__Provided information__.
'''
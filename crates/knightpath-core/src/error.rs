//! Error types for position parsing and board-bounds validation.

/// Errors that occur when parsing a [`Position`](crate::Position) from text.
#[derive(Debug, Clone, PartialEq, Eq, thiserror::Error)]
pub enum ParsePositionError {
    /// The input was empty.
    #[error("empty square")]
    Empty,
    /// The file letter is not in `a`..`z`.
    #[error("invalid file: '{found}'")]
    BadFile {
        /// The offending character.
        found: char,
    },
    /// The rank is not a positive integer.
    #[error("invalid rank: \"{found}\"")]
    BadRank {
        /// The rank text that failed to parse.
        found: String,
    },
    /// A `file,rank` pair could not be parsed.
    #[error("invalid coordinate pair: \"{found}\"")]
    BadPair {
        /// The full input.
        found: String,
    },
}

/// Errors from constructing [`BoardBounds`](crate::BoardBounds).
#[derive(Debug, Clone, PartialEq, Eq, thiserror::Error)]
pub enum BoundsError {
    /// `min` is greater than `max`.
    #[error("board bounds inverted: min {min} > max {max}")]
    Inverted {
        /// Requested minimum coordinate.
        min: i32,
        /// Requested maximum coordinate.
        max: i32,
    },
    /// A board with no squares was requested.
    #[error("board must have at least one square per side")]
    Empty,
    /// The side length exceeds the supported maximum.
    #[error("board side {side} exceeds limit {limit}")]
    TooLarge {
        /// Requested side length.
        side: u64,
        /// Supported maximum.
        limit: u32,
    },
}
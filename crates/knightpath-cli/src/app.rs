//! Executes parsed commands against a search engine.

use tracing::{debug, info};

use knightpath_search::SearchEngine;

use crate::command::{Command, Invocation, parse_args};
use crate::error::CliError;
use crate::report::{format_distances, format_route, usage};

/// Parse `args` and run the resulting command, returning the text to print.
pub fn run<S: AsRef<str>>(args: &[S]) -> Result<String, CliError> {
    let invocation = parse_args(args)?;
    execute(invocation)
}

/// Run an already-parsed invocation.
pub fn execute(invocation: Invocation) -> Result<String, CliError> {
    let Invocation { command, config } = invocation;
    debug!(?command, bounds = %config.bounds, moves = config.moves.len(), "executing");
    let engine = SearchEngine::new(config);

    match command {
        Command::Route { from, to } => {
            let path = engine.shortest_path(from, to)?;
            info!(%from, %to, moves = path.move_count(), "route found");
            Ok(format_route(&path))
        }
        Command::Distances { from } => {
            let map = engine.distances_from(from)?;
            info!(%from, reachable = map.reachable(), "distance table built");
            Ok(format_distances(&map))
        }
        Command::Help => Ok(usage().to_string()),
    }
}
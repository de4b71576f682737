//! Search configuration.

use knightpath_core::{BoardBounds, BoardRules, MoveSet};

/// Knobs for a [`SearchEngine`](crate::SearchEngine).
///
/// The default is a chess knight on the standard 8x8 board with no node
/// limit. Large boards should set a limit to cap memory use.
#[derive(Debug, Clone, Default, PartialEq, Eq)]
pub struct SearchConfig {
    /// Offsets the piece may move by.
    pub moves: MoveSet,
    /// Board extent.
    pub bounds: BoardBounds,
    /// Maximum number of search nodes a single query may create.
    pub node_limit: Option<usize>,
}

impl SearchConfig {
    /// Replace the move set.
    pub fn with_moves(mut self, moves: MoveSet) -> Self {
        self.moves = moves;
        self
    }

    /// Replace the board bounds.
    pub fn with_bounds(mut self, bounds: BoardBounds) -> Self {
        self.bounds = bounds;
        self
    }

    /// Cap the number of nodes a query may create.
    pub fn with_node_limit(mut self, limit: usize) -> Self {
        self.node_limit = Some(limit);
        self
    }

    /// Movement rules described by this configuration.
    pub fn rules(&self) -> BoardRules {
        BoardRules::new(self.moves.clone(), self.bounds)
    }
}
//! Per-query breadth-first traversal state.

use std::collections::VecDeque;

use tracing::trace;

use knightpath_core::{BoardRules, Position};

use crate::error::SearchError;
use crate::search::arena::{NodeArena, NodeId};
use crate::search::visited::VisitedSet;

/// FIFO queue of nodes awaiting expansion.
pub type Frontier = VecDeque<NodeId>;

/// Everything one breadth-first traversal owns.
///
/// Created fresh for each query and dropped when the query returns. A square
/// is marked visited when it is first discovered, so the frontier never holds
/// two nodes for the same square.
pub struct Traversal<'a> {
    rules: &'a BoardRules,
    node_limit: Option<usize>,
    arena: NodeArena,
    visited: VisitedSet,
    frontier: Frontier,
}

impl<'a> Traversal<'a> {
    /// Seed a traversal with the root node at `start`.
    ///
    /// `start` must already be within `rules.bounds()`.
    pub fn new(
        rules: &'a BoardRules,
        node_limit: Option<usize>,
        start: Position,
    ) -> Result<Self, SearchError> {
        let bounds = rules.bounds();
        let mut traversal = Self {
            rules,
            node_limit,
            arena: NodeArena::with_capacity(bounds.square_count().min(1024)),
            visited: VisitedSet::new(bounds),
            frontier: Frontier::new(),
        };
        traversal.check_limit()?;
        traversal.visited.insert(start);
        let root = traversal.arena.push_root(start);
        traversal.frontier.push_back(root);
        Ok(traversal)
    }

    /// Take the next node to expand.
    #[inline]
    pub fn pop(&mut self) -> Option<NodeId> {
        self.frontier.pop_front()
    }

    /// Discover every unvisited destination of `current`.
    pub fn expand(&mut self, current: NodeId) -> Result<(), SearchError> {
        let node = self.arena[current];
        trace!(square = %node.position, depth = node.depth, "expanding");

        for dest in self.rules.destinations(node.position) {
            if self.visited.contains(dest) {
                continue;
            }
            self.check_limit()?;
            self.visited.insert(dest);
            let child = self.arena.push_child(dest, current);
            self.frontier.push_back(child);
        }
        Ok(())
    }

    /// Nodes created so far.
    #[inline]
    pub fn arena(&self) -> &NodeArena {
        &self.arena
    }

    /// Consume the traversal, keeping only its node arena.
    pub fn into_arena(self) -> NodeArena {
        self.arena
    }

    fn check_limit(&self) -> Result<(), SearchError> {
        match self.node_limit {
            Some(limit) if self.arena.len() >= limit => {
                Err(SearchError::NodeLimitExceeded { limit })
            }
            _ => Ok(()),
        }
    }
}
'''
__Work instruction__. Set down each line of the material above again, exactly.

__Answer section__.
filename crates/knightpath-core/src/error.rs
//! Error types for position parsing and board-bounds validation.

/// Errors that occur when parsing a [`Position`](crate::Position) from text.
#[derive(Debug, Clone, PartialEq, Eq, thiserror::Error)]
pub enum ParsePositionError {
    /// The input was empty.
    #[error("empty square")]
    Empty,
    /// The file letter is not in `a`..`z`.
    #[error("invalid file: '{found}'")]
    BadFile {
        /// The offending character.
        found: char,
    },
    /// The rank is not a positive integer.
    #[error("invalid rank: \"{found}\"")]
    BadRank {
        /// The rank text that failed to parse.
        found: String,
    },
    /// A `file,rank` pair could not be parsed.
    #[error("invalid coordinate pair: \"{found}\"")]
    BadPair {
        /// The full input.
        found: String,
    },
}

/// Errors from constructing [`BoardBounds`](crate::BoardBounds).
#[derive(Debug, Clone, PartialEq, Eq, thiserror::Error)]
pub enum BoundsError {
    /// `min` is greater than `max`.
    #[error("board bounds inverted: min {min} > max {max}")]
    Inverted {
        /// Requested minimum coordinate.
        min: i32,
        /// Requested maximum coordinate.
        max: i32,
    },
    /// A board with no squares was requested.
    #[error("board must have at least one square per side")]
    Empty,
    /// The side length exceeds the supported maximum.
    #[error("board side {side} exceeds limit {limit}")]
    TooLarge {
        /// Requested side length.
        side: u64,
        /// Supported maximum.
        limit: u32,
    },
}
filename crates/knightpath-cli/src/app.rs
//! Executes parsed commands against a search engine.

use tracing::{debug, info};

use knightpath_search::SearchEngine;

use crate::command::{Command, Invocation, parse_args};
use crate::error::CliError;
use crate::report::{format_distances, format_route, usage};

/// Parse `args` and run the resulting command, returning the text to print.
pub fn run<S: AsRef<str>>(args: &[S]) -> Result<String, CliError> {
    let invocation = parse_args(args)?;
    execute(invocation)
}

/// Run an already-parsed invocation.
pub fn execute(invocation: Invocation) -> Result<String, CliError> {
    let Invocation { command, config } = invocation;
    debug!(?command, bounds = %config.bounds, moves = config.moves.len(), "executing");
    let engine = SearchEngine::new(config);

    match command {
        Command::Route { from, to } => {
            let path = engine.shortest_path(from, to)?;
            info!(%from, %to, moves = path.move_count(), "route found");
            Ok(format_route(&path))
        }
        Command::Distances { from } => {
            let map = engine.distances_from(from)?;
            info!(%from, reachable = map.reachable(), "distance table built");
            Ok(format_distances(&map))
        }
        Command::Help => Ok(usage().to_string()),
    }
}
repository de4b71576f682737
//! Search configuration.

use knightpath_core::{BoardBounds, BoardRules, MoveSet};

/// Knobs for a [`SearchEngine`](crate::SearchEngine).
///
/// The default is a chess knight on the standard 8x8 board with no node
/// limit. Large boards should set a limit to cap memory use.
#[derive(Debug, Clone, Default, PartialEq, Eq)]
pub struct SearchConfig {
    /// Offsets the piece may move by.
    pub moves: MoveSet,
    /// Board extent.
    pub bounds: BoardBounds,
    /// Maximum number of search nodes a single query may create.
    pub node_limit: Option<usize>,
}

impl SearchConfig {
    /// Replace the move set.
    pub fn with_moves(mut self, moves: MoveSet) -> Self {
        self.moves = moves;
        self
    }

    /// Replace the board bounds.
    pub fn with_bounds(mut self, bounds: BoardBounds) -> Self {
        self.bounds = bounds;
        self
    }

    /// Cap the number of nodes a query may create.
    pub fn with_node_limit(mut self, limit: usize) -> Self {
        self.node_limit = Some(limit);
        self
    }

    /// Movement rules described by this configuration.
    pub fn rules(&self) -> BoardRules {
        BoardRules::new(self.moves.clone(), self.bounds)
    }
}
//! Per-query breadth-first traversal state.

use std::collections::VecDeque;

use tracing::trace;

use knightpath_core::{BoardRules, Position};

use crate::error::SearchError;
use crate::search::arena::{NodeArena, NodeId};
use crate::search::visited::VisitedSet;

/// FIFO queue of nodes awaiting expansion.
pub type Frontier = VecDeque<NodeId>;

/// Everything one breadth-first traversal owns.
///
/// Created fresh for each query and dropped when the query returns. A square
/// is marked visited when it is first discovered, so the frontier never holds
/// two nodes for the same square.
pub struct Traversal<'a> {
    rules: &'a BoardRules,
    node_limit: Option<usize>,
    arena: NodeArena,
    visited: VisitedSet,
    frontier: Frontier,
}

impl<'a> Traversal<'a> {
    /// Seed a traversal with the root node at `start`.
    ///
    /// `start` must already be within `rules.bounds()`.
    pub fn new(
        rules: &'a BoardRules,
        node_limit: Option<usize>,
        start: Position,
    ) -> Result<Self, SearchError> {
        let bounds = rules.bounds();
        let mut traversal = Self {
            rules,
            node_limit,
            arena: NodeArena::with_capacity(bounds.square_count().min(1024)),
            visited: VisitedSet::new(bounds),
            frontier: Frontier::new(),
        };
        traversal.check_limit()?;
        traversal.visited.insert(start);
        let root = traversal.arena.push_root(start);
        traversal.frontier.push_back(root);
        Ok(traversal)
    }

    /// Take the next node to expand.
    #[inline]
    pub fn pop(&mut self) -> Option<NodeId> {
        self.frontier.pop_front()
    }

    /// Discover every unvisited destination of `current`.
    pub fn expand(&mut self, current: NodeId) -> Result<(), SearchError> {
        let node = self.arena[current];
        trace!(square = %node.position, depth = node.depth, "expanding");

        for dest in self.rules.destinations(node.position) {
            if self.visited.contains(dest) {
                continue;
            }
            self.check_limit()?;
            self.visited.insert(dest);
            let child = self.arena.push_child(dest, current);
            self.frontier.push_back(child);
        }
        Ok(())
    }

    /// Nodes created so far.
    #[inline]
    pub fn arena(&self) -> &NodeArena {
        &self.arena
    }

    /// Consume the traversal, keeping only its node arena.
    pub fn into_arena(self) -> NodeArena {
        self.arena
    }

    fn check_limit(&self) -> Result<(), SearchError> {
        match self.node_limit {
            Some(limit) if self.arena.len() >= limit => {
                Err(SearchError::NodeLimitExceeded { limit })
            }
            _ => Ok(()),
        }
    }
}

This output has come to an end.